Given a monad $(T,\mu,\eta)$, a map $\alpha : TA\to A$ commuting with $\mu$ and $\eta$ is a $T$-algebra.
Given a set $D$, the continuation monad is given by the functor $C:X\mapsto D^{(D^X)}$ (see also here). So an algebra for the continuation monad is a map $D^{(D^A)}\to A$. Interestingly, if we take $D=0$, this corresponds to the law of the excluded middle in logic: $\neg\neg A\to A$. This seems to imply that algebras for the continuation monad can't be constructed easily.
From the question What are the algebras of the double powerset monad?, it seems that for $D=2$ we can take $X$ to be a complete boolean algebra, ie. $X=2^Y$: $$f\mapsto(y\mapsto f(\eta_Y(y))) \quad:\quad 2^{(2^{(2^Y)})}\to2^Y.$$
There is also the free algebra $$\mu_X:CCX\to CX$$
but both of these examples seem a bit contrived. For $D=0$ and $D=1$ there only seem to be trivial examples.

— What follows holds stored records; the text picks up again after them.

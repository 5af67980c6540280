use image::{DynamicImage, ImageBuffer, Pixel};
use rand::rngs::StdRng;
use rand::seq::IndexedRandom;
use rand::{Rng, SeedableRng};

use super::params::ParamSet;
use super::raster::map_raster;

const COLUMN_SEED_OFFSET: u64 = 1000;

#[derive(Debug, Clone, Copy, PartialEq, Eq)]
enum Direction {
    Rows,
    Columns,
    Both,
}

impl Direction {
    fn parse(s: &str) -> Self {
        match s {
            "columns" => Direction::Columns,
            "both" => Direction::Both,
            _ => Direction::Rows,
        }
    }
}

#[derive(Debug, Clone, Copy, PartialEq, Eq)]
enum WrapMode {
    Wrap,
    // Accepted for presets; currently rolls exactly like `Wrap`.
    Reflect,
    Clamp,
}

impl WrapMode {
    fn parse(s: &str) -> Self {
        match s {
            "reflect" => WrapMode::Reflect,
            "clamp" => WrapMode::Clamp,
            _ => WrapMode::Wrap,
        }
    }
}

pub fn default_params() -> ParamSet {
    ParamSet::new()
        .with("direction", "rows")
        .with("max_shift", 20)
        .with("smoothness", 0.5)
        .with("seed", 42)
        .with("wrap_mode", "wrap")
}

/// Shifts rows and/or columns by a smoothed random walk of offsets.
pub fn apply(img: &DynamicImage, params: &ParamSet) -> DynamicImage {
    let direction = Direction::parse(params.choice("direction", "rows"));
    let max_shift = params.int("max_shift", 20).max(0);
    let smoothness = params.float("smoothness", 0.5).clamp(0.0, 1.0);
    let seed = params.seed("seed", 42);
    let wrap_mode = WrapMode::parse(params.choice("wrap_mode", "wrap"));

    if max_shift == 0 {
        return img.clone();
    }

    map_raster!(img, |buf| {
        let mut out = buf.clone();
        if matches!(direction, Direction::Rows | Direction::Both) {
            let shifts = smoothed_shifts(buf.height() as usize, max_shift, smoothness, seed);
            out = shift_rows(&out, &shifts, wrap_mode);
        }
        if matches!(direction, Direction::Columns | Direction::Both) {
            let shifts = smoothed_shifts(
                buf.width() as usize,
                max_shift,
                smoothness,
                seed.wrapping_add(COLUMN_SEED_OFFSET),
            );
            out = shift_columns(&out, &shifts, wrap_mode);
        }
        out
    })
}

pub fn randomize(params: &ParamSet, seed: u64) -> ParamSet {
    let mut rng = StdRng::seed_from_u64(seed);
    let mut out = params.clone();
    let direction = ["rows", "columns", "both"].choose(&mut rng).copied();
    out.set("direction", direction.unwrap_or("rows"));
    out.set("max_shift", rng.random_range(5..=50_i64));
    out.set("smoothness", rng.random_range(0.2..0.8));
    out.set("seed", rng.random_range(0..=i32::MAX as i64));
    let wrap_mode = ["wrap", "reflect", "clamp"].choose(&mut rng).copied();
    out.set("wrap_mode", wrap_mode.unwrap_or("wrap"));
    out
}

/// One offset per line: `shift[i] = round(shift[i-1]*s + r*(1-s))` with
/// `r` uniform in `[-max_shift, max_shift]` and `shift[0] = r`.
pub(crate) fn smoothed_shifts(
    count: usize,
    max_shift: i64,
    smoothness: f64,
    seed: u64,
) -> Vec<i64> {
    let mut rng = StdRng::seed_from_u64(seed);
    let mut shifts: Vec<i64> = Vec::with_capacity(count);
    for _ in 0..count {
        let fresh = rng.random_range(-max_shift..=max_shift);
        let shift = match shifts.last() {
            None => fresh,
            Some(&prev) => {
                (prev as f64 * smoothness + fresh as f64 * (1.0 - smoothness)).round() as i64
            }
        };
        shifts.push(shift);
    }
    shifts
}

/// Circularly rolls `line` (a sequence of `channels`-wide samples) by `shift`
/// into `out`, then applies the edge policy.
fn roll_line(line: &[u8], out: &mut [u8], channels: usize, shift: i64, mode: WrapMode) {
    let n = line.len() / channels;
    if n == 0 {
        return;
    }
    let offset = shift.rem_euclid(n as i64) as usize;
    for i in 0..n {
        let dst = (i + offset) % n;
        out[dst * channels..(dst + 1) * channels]
            .copy_from_slice(&line[i * channels..(i + 1) * channels]);
    }
    match mode {
        WrapMode::Wrap | WrapMode::Reflect => {}
        WrapMode::Clamp => {
            let k = (shift.unsigned_abs() as usize).min(n) * channels;
            if shift > 0 {
                out[..k].copy_from_slice(&line[..k]);
            } else if shift < 0 {
                let start = line.len() - k;
                out[start..].copy_from_slice(&line[start..]);
            }
        }
    }
}

fn shift_rows<P>(
    img: &ImageBuffer<P, Vec<u8>>,
    shifts: &[i64],
    mode: WrapMode,
) -> ImageBuffer<P, Vec<u8>>
where
    P: Pixel<Subpixel = u8>,
{
    let channels = P::CHANNEL_COUNT as usize;
    let stride = img.width() as usize * channels;
    let mut out = img.clone();
    if stride == 0 {
        return out;
    }
    for ((src, dst), &shift) in img
        .as_raw()
        .chunks_exact(stride)
        .zip(out.chunks_exact_mut(stride))
        .zip(shifts)
    {
        if shift != 0 {
            roll_line(src, dst, channels, shift, mode);
        }
    }
    out
}

fn shift_columns<P>(
    img: &ImageBuffer<P, Vec<u8>>,
    shifts: &[i64],
    mode: WrapMode,
) -> ImageBuffer<P, Vec<u8>>
where
    P: Pixel<Subpixel = u8>,
{
    let channels = P::CHANNEL_COUNT as usize;
    let (w, h) = (img.width() as usize, img.height() as usize);
    let stride = w * channels;
    let raw = img.as_raw();
    let mut out = img.clone();
    let dst_raw: &mut [u8] = &mut out;
    let mut column = vec![0u8; h * channels];
    let mut rolled = vec![0u8; h * channels];
    for (x, &shift) in shifts.iter().enumerate().take(w) {
        if shift == 0 {
            continue;
        }
        for y in 0..h {
            let src = y * stride + x * channels;
            column[y * channels..(y + 1) * channels].copy_from_slice(&raw[src..src + channels]);
        }
        roll_line(&column, &mut rolled, channels, shift, mode);
        for y in 0..h {
            let dst = y * stride + x * channels;
            dst_raw[dst..dst + channels]
                .copy_from_slice(&rolled[y * channels..(y + 1) * channels]);
        }
    }
    out
}
use image::{DynamicImage, ImageBuffer, Pixel};
use imageproc::filter::gaussian_blur_f32;
use rand::rngs::StdRng;
use rand::seq::IndexedRandom;
use rand::{Rng, SeedableRng};

use super::params::ParamSet;
use super::raster::{map_raster, reflect101, to_u8};

const GRAIN_SCALE: f32 = 50.0;
const UNSHARP_SIGMA: f32 = 1.0;

pub fn grain_defaults() -> ParamSet {
    ParamSet::new()
        .with("amount", 0.3)
        .with("size", 2)
        .with("monochrome", false)
        .with("seed", 42)
}

/// Adds seeded Gaussian noise, optionally softened into larger grain.
pub fn grain(img: &DynamicImage, params: &ParamSet) -> DynamicImage {
    let amount = params.float("amount", 0.3).clamp(0.0, 1.0) as f32;
    let size = params.int("size", 2).clamp(1, 5) as usize;
    let monochrome = params.flag("monochrome", false);
    let seed = params.seed("seed", 42);

    if amount <= 0.0 {
        return img.clone();
    }
    map_raster!(img, |buf| add_grain(buf, amount, size, monochrome, seed))
}

pub fn randomize_grain(params: &ParamSet, seed: u64) -> ParamSet {
    let mut rng = StdRng::seed_from_u64(seed);
    let mut out = params.clone();
    out.set("amount", rng.random_range(0.1..0.5));
    out.set("size", rng.random_range(1..=4_i64));
    out.set("monochrome", rng.random::<f64>() < 0.3);
    out.set("seed", rng.random_range(0..=i32::MAX as i64));
    out
}

fn add_grain<P>(
    img: &ImageBuffer<P, Vec<u8>>,
    amount: f32,
    size: usize,
    monochrome: bool,
    seed: u64,
) -> ImageBuffer<P, Vec<u8>>
where
    P: Pixel<Subpixel = u8>,
{
    let (w, h) = (img.width() as usize, img.height() as usize);
    let channels = P::CHANNEL_COUNT as usize;
    let planes = if monochrome { 1 } else { channels };
    let sigma = amount * GRAIN_SCALE;

    let mut rng = StdRng::seed_from_u64(seed);
    let mut noise: Vec<Vec<f32>> = (0..planes)
        .map(|_| (0..w * h).map(|_| standard_normal(&mut rng) * sigma).collect())
        .collect();
    if size > 1 {
        let kernel = gaussian_kernel(2 * size + 1);
        for plane in &mut noise {
            *plane = blur_plane(plane, w, h, &kernel);
        }
    }

    let mut out = img.clone();
    let raw: &mut [u8] = &mut out;
    for (i, v) in raw.iter_mut().enumerate() {
        let plane = if planes == 1 { 0 } else { i % channels };
        *v = to_u8(*v as f32 + noise[plane][i / channels]);
    }
    out
}

/// Box-Muller draw from N(0, 1).
fn standard_normal(rng: &mut StdRng) -> f32 {
    let u1: f64 = 1.0 - rng.random::<f64>();
    let u2: f64 = rng.random();
    ((-2.0 * u1.ln()).sqrt() * (std::f64::consts::TAU * u2).cos()) as f32
}

/// Normalized 1-D Gaussian of odd length `len`; sigma follows the usual
/// "derive from kernel size" rule.
fn gaussian_kernel(len: usize) -> Vec<f32> {
    let sigma = 0.3 * ((len as f32 - 1.0) * 0.5 - 1.0) + 0.8;
    let radius = (len / 2) as f32;
    let weights: Vec<f32> = (0..len)
        .map(|i| {
            let d = i as f32 - radius;
            (-(d * d) / (2.0 * sigma * sigma)).exp()
        })
        .collect();
    let total: f32 = weights.iter().sum();
    weights.into_iter().map(|v| v / total).collect()
}

/// Separable convolution of a single float plane, mirrored borders.
fn blur_plane(plane: &[f32], w: usize, h: usize, kernel: &[f32]) -> Vec<f32> {
    let radius = (kernel.len() / 2) as i64;
    let mut tmp = vec![0.0f32; plane.len()];
    for y in 0..h {
        for x in 0..w {
            tmp[y * w + x] = kernel
                .iter()
                .enumerate()
                .map(|(k, wt)| plane[y * w + reflect101(x as i64 + k as i64 - radius, w)] * wt)
                .sum();
        }
    }
    let mut out = vec![0.0f32; plane.len()];
    for y in 0..h {
        for x in 0..w {
            out[y * w + x] = kernel
                .iter()
                .enumerate()
                .map(|(k, wt)| tmp[reflect101(y as i64 + k as i64 - radius, h) * w + x] * wt)
                .sum();
        }
    }
    out
}

pub fn sharpen_blur_defaults() -> ParamSet {
    ParamSet::new()
        .with("mode", "blur")
        .with("blur_sigma", 2.0)
        .with("sharpen_amount", 1.0)
}

/// Gaussian blur, or an unsharp-mask sharpening pass.
pub fn sharpen_blur(img: &DynamicImage, params: &ParamSet) -> DynamicImage {
    match params.choice("mode", "blur") {
        "sharpen" => {
            let amount = params.float("sharpen_amount", 1.0).clamp(0.0, 2.0) as f32;
            if amount < 0.001 {
                return img.clone();
            }
            map_raster!(img, |buf| {
                let blurred = gaussian_blur_f32(buf, UNSHARP_SIGMA);
                let mut out = buf.clone();
                let raw: &mut [u8] = &mut out;
                for (o, b) in raw.iter_mut().zip(blurred.as_raw()) {
                    let s = *o as f32;
                    *o = to_u8(s + amount * (s - *b as f32));
                }
                out
            })
        }
        "blur" => {
            let sigma = params.float("blur_sigma", 2.0).clamp(0.0, 10.0) as f32;
            if sigma < 0.01 {
                return img.clone();
            }
            map_raster!(img, |buf| gaussian_blur_f32(buf, sigma))
        }
        _ => img.clone(),
    }
}

pub fn randomize_sharpen_blur(params: &ParamSet, seed: u64) -> ParamSet {
    let mut rng = StdRng::seed_from_u64(seed);
    let mut out = params.clone();
    out.set("mode", *["blur", "sharpen"].choose(&mut rng).unwrap_or(&"blur"));
    out.set("blur_sigma", rng.random_range(1.0..5.0));
    out.set("sharpen_amount", rng.random_range(0.5..1.5));
    out
}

Are there simpler but nontrivial/interesting examples?
I asked this same question on zulip some time ago, and we concluded (well, Todd Trimble did teach us ;D) that if $D$ has at least two elements the category of algebras for the continuation monad is $Set^{op}$, or to put it more precisely, $[-,B] : Set^{op}\to Set$ is monadic (note that the continuation monad is the monad of the self-adjoint functor $[-,B]$).
Proof: check each condition in Beck's monadicity.